EXERCISE PROMPT
Quote the data below in full, please, without altering anything.

RECORDED DATA
=== Section Start ===

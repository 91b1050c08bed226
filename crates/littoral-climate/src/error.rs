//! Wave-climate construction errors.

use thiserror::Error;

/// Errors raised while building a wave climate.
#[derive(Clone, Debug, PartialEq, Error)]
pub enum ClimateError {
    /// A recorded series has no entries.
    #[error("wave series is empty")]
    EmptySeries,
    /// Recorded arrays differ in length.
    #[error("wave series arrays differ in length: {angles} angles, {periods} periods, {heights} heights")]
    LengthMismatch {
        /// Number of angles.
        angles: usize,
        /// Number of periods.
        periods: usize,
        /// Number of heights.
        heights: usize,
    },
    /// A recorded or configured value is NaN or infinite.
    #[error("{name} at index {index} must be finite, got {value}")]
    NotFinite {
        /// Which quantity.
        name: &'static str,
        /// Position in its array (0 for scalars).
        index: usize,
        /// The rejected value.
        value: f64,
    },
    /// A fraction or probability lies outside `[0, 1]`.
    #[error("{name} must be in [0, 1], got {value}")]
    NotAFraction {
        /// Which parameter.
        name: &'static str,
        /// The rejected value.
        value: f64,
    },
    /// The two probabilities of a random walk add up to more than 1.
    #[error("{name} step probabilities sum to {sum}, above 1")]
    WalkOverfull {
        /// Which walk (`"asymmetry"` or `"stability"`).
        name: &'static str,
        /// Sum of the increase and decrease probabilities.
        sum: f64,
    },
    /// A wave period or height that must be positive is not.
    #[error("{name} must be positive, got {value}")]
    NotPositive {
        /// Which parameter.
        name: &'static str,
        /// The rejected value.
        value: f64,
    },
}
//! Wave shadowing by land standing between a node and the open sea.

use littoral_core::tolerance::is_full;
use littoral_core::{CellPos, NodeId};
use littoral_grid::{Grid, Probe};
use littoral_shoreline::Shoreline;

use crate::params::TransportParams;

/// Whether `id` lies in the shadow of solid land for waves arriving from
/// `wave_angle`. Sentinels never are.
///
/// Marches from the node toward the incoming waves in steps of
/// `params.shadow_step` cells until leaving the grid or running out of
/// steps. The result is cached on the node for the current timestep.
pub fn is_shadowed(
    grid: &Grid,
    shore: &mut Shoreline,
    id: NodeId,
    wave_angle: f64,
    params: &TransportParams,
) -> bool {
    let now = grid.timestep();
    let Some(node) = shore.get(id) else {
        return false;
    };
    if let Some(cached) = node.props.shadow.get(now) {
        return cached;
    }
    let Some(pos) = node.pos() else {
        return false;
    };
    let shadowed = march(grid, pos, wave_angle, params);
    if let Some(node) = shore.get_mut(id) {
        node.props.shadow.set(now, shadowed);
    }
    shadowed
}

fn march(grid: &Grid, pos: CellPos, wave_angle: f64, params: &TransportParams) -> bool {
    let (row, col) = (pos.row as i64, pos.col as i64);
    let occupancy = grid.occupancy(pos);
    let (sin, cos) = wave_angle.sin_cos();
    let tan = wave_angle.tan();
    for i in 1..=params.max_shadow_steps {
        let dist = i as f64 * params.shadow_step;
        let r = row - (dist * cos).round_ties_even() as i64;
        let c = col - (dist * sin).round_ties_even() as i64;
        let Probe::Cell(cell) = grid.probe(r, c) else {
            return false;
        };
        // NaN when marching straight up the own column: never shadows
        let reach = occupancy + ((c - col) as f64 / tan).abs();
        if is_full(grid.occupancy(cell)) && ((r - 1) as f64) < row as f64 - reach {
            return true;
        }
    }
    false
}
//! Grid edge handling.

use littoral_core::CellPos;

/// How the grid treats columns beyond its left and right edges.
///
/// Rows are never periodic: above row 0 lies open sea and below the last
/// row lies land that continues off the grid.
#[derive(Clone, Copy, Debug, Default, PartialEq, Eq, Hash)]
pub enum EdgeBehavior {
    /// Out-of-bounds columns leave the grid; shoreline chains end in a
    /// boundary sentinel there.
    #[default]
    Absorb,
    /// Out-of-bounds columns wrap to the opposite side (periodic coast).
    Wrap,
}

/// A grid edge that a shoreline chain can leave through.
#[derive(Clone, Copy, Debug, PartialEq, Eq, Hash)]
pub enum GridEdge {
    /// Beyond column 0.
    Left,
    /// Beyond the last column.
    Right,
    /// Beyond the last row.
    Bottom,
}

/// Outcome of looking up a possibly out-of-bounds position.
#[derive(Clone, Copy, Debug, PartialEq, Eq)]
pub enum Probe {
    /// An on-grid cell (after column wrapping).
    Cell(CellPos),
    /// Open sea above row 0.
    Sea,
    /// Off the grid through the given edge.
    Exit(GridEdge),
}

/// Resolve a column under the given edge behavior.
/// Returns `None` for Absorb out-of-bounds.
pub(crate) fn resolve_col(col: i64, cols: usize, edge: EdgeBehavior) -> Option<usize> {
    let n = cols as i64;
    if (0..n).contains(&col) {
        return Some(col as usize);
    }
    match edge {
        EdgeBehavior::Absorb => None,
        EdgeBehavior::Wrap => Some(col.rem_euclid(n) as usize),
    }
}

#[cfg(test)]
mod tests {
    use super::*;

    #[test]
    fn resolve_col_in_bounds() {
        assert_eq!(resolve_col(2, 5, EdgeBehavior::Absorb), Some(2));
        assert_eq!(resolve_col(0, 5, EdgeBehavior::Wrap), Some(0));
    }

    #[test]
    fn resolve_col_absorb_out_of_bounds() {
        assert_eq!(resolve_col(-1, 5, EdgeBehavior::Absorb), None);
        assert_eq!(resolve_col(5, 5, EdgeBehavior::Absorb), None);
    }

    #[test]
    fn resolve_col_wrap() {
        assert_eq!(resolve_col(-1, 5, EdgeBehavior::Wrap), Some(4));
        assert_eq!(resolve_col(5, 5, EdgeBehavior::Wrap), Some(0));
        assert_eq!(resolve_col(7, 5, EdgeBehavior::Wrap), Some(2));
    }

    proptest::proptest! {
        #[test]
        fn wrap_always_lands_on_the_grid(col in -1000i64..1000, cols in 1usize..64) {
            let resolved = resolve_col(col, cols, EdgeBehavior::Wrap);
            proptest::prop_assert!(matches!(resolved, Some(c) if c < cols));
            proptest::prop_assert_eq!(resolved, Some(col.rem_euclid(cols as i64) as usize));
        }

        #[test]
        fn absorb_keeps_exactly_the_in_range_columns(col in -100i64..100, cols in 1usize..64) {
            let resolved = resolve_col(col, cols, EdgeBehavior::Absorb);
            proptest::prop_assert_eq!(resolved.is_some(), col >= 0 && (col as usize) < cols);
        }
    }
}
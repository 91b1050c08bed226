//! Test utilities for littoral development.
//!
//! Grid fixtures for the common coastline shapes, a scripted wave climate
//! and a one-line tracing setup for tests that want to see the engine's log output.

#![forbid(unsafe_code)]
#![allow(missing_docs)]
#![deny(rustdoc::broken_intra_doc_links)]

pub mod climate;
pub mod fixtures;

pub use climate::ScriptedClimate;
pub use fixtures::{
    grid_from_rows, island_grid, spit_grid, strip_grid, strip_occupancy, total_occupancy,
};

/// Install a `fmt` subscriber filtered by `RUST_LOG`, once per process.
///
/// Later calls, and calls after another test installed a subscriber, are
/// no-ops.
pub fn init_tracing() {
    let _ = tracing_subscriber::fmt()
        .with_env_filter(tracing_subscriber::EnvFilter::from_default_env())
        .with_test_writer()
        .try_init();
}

=== Section End ===

REPLY
repository 91b1050c08bed226
filename crates/littoral-climate/src/error.rs
//! Wave-climate construction errors.

use thiserror::Error;

/// Errors raised while building a wave climate.
#[derive(Clone, Debug, PartialEq, Error)]
pub enum ClimateError {
    /// A recorded series has no entries.
    #[error("wave series is empty")]
    EmptySeries,
    /// Recorded arrays differ in length.
    #[error("wave series arrays differ in length: {angles} angles, {periods} periods, {heights} heights")]
    LengthMismatch {
        /// Number of angles.
        angles: usize,
        /// Number of periods.
        periods: usize,
        /// Number of heights.
        heights: usize,
    },
    /// A recorded or configured value is NaN or infinite.
    #[error("{name} at index {index} must be finite, got {value}")]
    NotFinite {
        /// Which quantity.
        name: &'static str,
        /// Position in its array (0 for scalars).
        index: usize,
        /// The rejected value.
        value: f64,
    },
    /// A fraction or probability lies outside `[0, 1]`.
    #[error("{name} must be in [0, 1], got {value}")]
    NotAFraction {
        /// Which parameter.
        name: &'static str,
        /// The rejected value.
        value: f64,
    },
    /// The two probabilities of a random walk add up to more than 1.
    #[error("{name} step probabilities sum to {sum}, above 1")]
    WalkOverfull {
        /// Which walk (`"asymmetry"` or `"stability"`).
        name: &'static str,
        /// Sum of the increase and decrease probabilities.
        sum: f64,
    },
    /// A wave period or height that must be positive is not.
    #[error("{name} must be positive, got {value}")]
    NotPositive {
        /// Which parameter.
        name: &'static str,
        /// The rejected value.
        value: f64,
    },
}
//! Wave shadowing by land standing between a node and the open sea.

use littoral_core::tolerance::is_full;
use littoral_core::{CellPos, NodeId};
use littoral_grid::{Grid, Probe};
use littoral_shoreline::Shoreline;

use crate::params::TransportParams;

/// Whether `id` lies in the shadow of solid land for waves arriving from
/// `wave_angle`. Sentinels never are.
///
/// Marches from the node toward the incoming waves in steps of
/// `params.shadow_step` cells until leaving the grid or running out of
/// steps. The result is cached on the node for the current timestep.
pub fn is_shadowed(
    grid: &Grid,
    shore: &mut Shoreline,
    id: NodeId,
    wave_angle: f64,
    params: &TransportParams,
) -> bool {
    let now = grid.timestep();
    let Some(node) = shore.get(id) else {
        return false;
    };
    if let Some(cached) = node.props.shadow.get(now) {
        return cached;
    }
    let Some(pos) = node.pos() else {
        return false;
    };
    let shadowed = march(grid, pos, wave_angle, params);
    if let Some(node) = shore.get_mut(id) {
        node.props.shadow.set(now, shadowed);
    }
    shadowed
}

fn march(grid: &Grid, pos: CellPos, wave_angle: f64, params: &TransportParams) -> bool {
    let (row, col) = (pos.row as i64, pos.col as i64);
    let occupancy = grid.occupancy(pos);
    let (sin, cos) = wave_angle.sin_cos();
    let tan = wave_angle.tan();
    for i in 1..=params.max_shadow_steps {
        let dist = i as f64 * params.shadow_step;
        let r = row - (dist * cos).round_ties_even() as i64;
        let c = col - (dist * sin).round_ties_even() as i64;
        let Probe::Cell(cell) = grid.probe(r, c) else {
            return false;
        };
        // NaN when marching straight up the own column: never shadows
        let reach = occupancy + ((c - col) as f64 / tan).abs();
        if is_full(grid.occupancy(cell)) && ((r - 1) as f64) < row as f64 - reach {
            return true;
        }
    }
    false
}
//! Grid edge handling.

use littoral_core::CellPos;

/// How the grid treats columns beyond its left and right edges.
///
/// Rows are never periodic: above row 0 lies open sea and below the last
/// row lies land that continues off the grid.
#[derive(Clone, Copy, Debug, Default, PartialEq, Eq, Hash)]
pub enum EdgeBehavior {
    /// Out-of-bounds columns leave the grid; shoreline chains end in a
    /// boundary sentinel there.
    #[default]
    Absorb,
    /// Out-of-bounds columns wrap to the opposite side (periodic coast).
    Wrap,
}

/// A grid edge that a shoreline chain can leave through.
#[derive(Clone, Copy, Debug, PartialEq, Eq, Hash)]
pub enum GridEdge {
    /// Beyond column 0.
    Left,
    /// Beyond the last column.
    Right,
    /// Beyond the last row.
    Bottom,
}

/// Outcome of looking up a possibly out-of-bounds position.
#[derive(Clone, Copy, Debug, PartialEq, Eq)]
pub enum Probe {
    /// An on-grid cell (after column wrapping).
    Cell(CellPos),
    /// Open sea above row 0.
    Sea,
    /// Off the grid through the given edge.
    Exit(GridEdge),
}

/// Resolve a column under the given edge behavior.
/// Returns `None` for Absorb out-of-bounds.
pub(crate) fn resolve_col(col: i64, cols: usize, edge: EdgeBehavior) -> Option<usize> {
    let n = cols as i64;
    if (0..n).contains(&col) {
        return Some(col as usize);
    }
    match edge {
        EdgeBehavior::Absorb => None,
        EdgeBehavior::Wrap => Some(col.rem_euclid(n) as usize),
    }
}

#[cfg(test)]
mod tests {
    use super::*;

    #[test]
    fn resolve_col_in_bounds() {
        assert_eq!(resolve_col(2, 5, EdgeBehavior::Absorb), Some(2));
        assert_eq!(resolve_col(0, 5, EdgeBehavior::Wrap), Some(0));
    }

    #[test]
    fn resolve_col_absorb_out_of_bounds() {
        assert_eq!(resolve_col(-1, 5, EdgeBehavior::Absorb), None);
        assert_eq!(resolve_col(5, 5, EdgeBehavior::Absorb), None);
    }

    #[test]
    fn resolve_col_wrap() {
        assert_eq!(resolve_col(-1, 5, EdgeBehavior::Wrap), Some(4));
        assert_eq!(resolve_col(5, 5, EdgeBehavior::Wrap), Some(0));
        assert_eq!(resolve_col(7, 5, EdgeBehavior::Wrap), Some(2));
    }

    proptest::proptest! {
        #[test]
        fn wrap_always_lands_on_the_grid(col in -1000i64..1000, cols in 1usize..64) {
            let resolved = resolve_col(col, cols, EdgeBehavior::Wrap);
            proptest::prop_assert!(matches!(resolved, Some(c) if c < cols));
            proptest::prop_assert_eq!(resolved, Some(col.rem_euclid(cols as i64) as usize));
        }

        #[test]
        fn absorb_keeps_exactly_the_in_range_columns(col in -100i64..100, cols in 1usize..64) {
            let resolved = resolve_col(col, cols, EdgeBehavior::Absorb);
            proptest::prop_assert_eq!(resolved.is_some(), col >= 0 && (col as usize) < cols);
        }
    }
}
repository 91b1050c08bed226
//! Test utilities for littoral development.
//!
//! Grid fixtures for the common coastline shapes, a scripted wave climate
//! and a one-line tracing setup for tests that want to see the engine's log output.

#![forbid(unsafe_code)]
#![allow(missing_docs)]
#![deny(rustdoc::broken_intra_doc_links)]

pub mod climate;
pub mod fixtures;

pub use climate::ScriptedClimate;
pub use fixtures::{
    grid_from_rows, island_grid, spit_grid, strip_grid, strip_occupancy, total_occupancy,
};

/// Install a `fmt` subscriber filtered by `RUST_LOG`, once per process.
///
/// Later calls, and calls after another test installed a subscriber, are
/// no-ops.
pub fn init_tracing() {
    let _ = tracing_subscriber::fmt()
        .with_env_filter(tracing_subscriber::EnvFilter::from_default_env())
        .with_test_writer()
        .try_init();
}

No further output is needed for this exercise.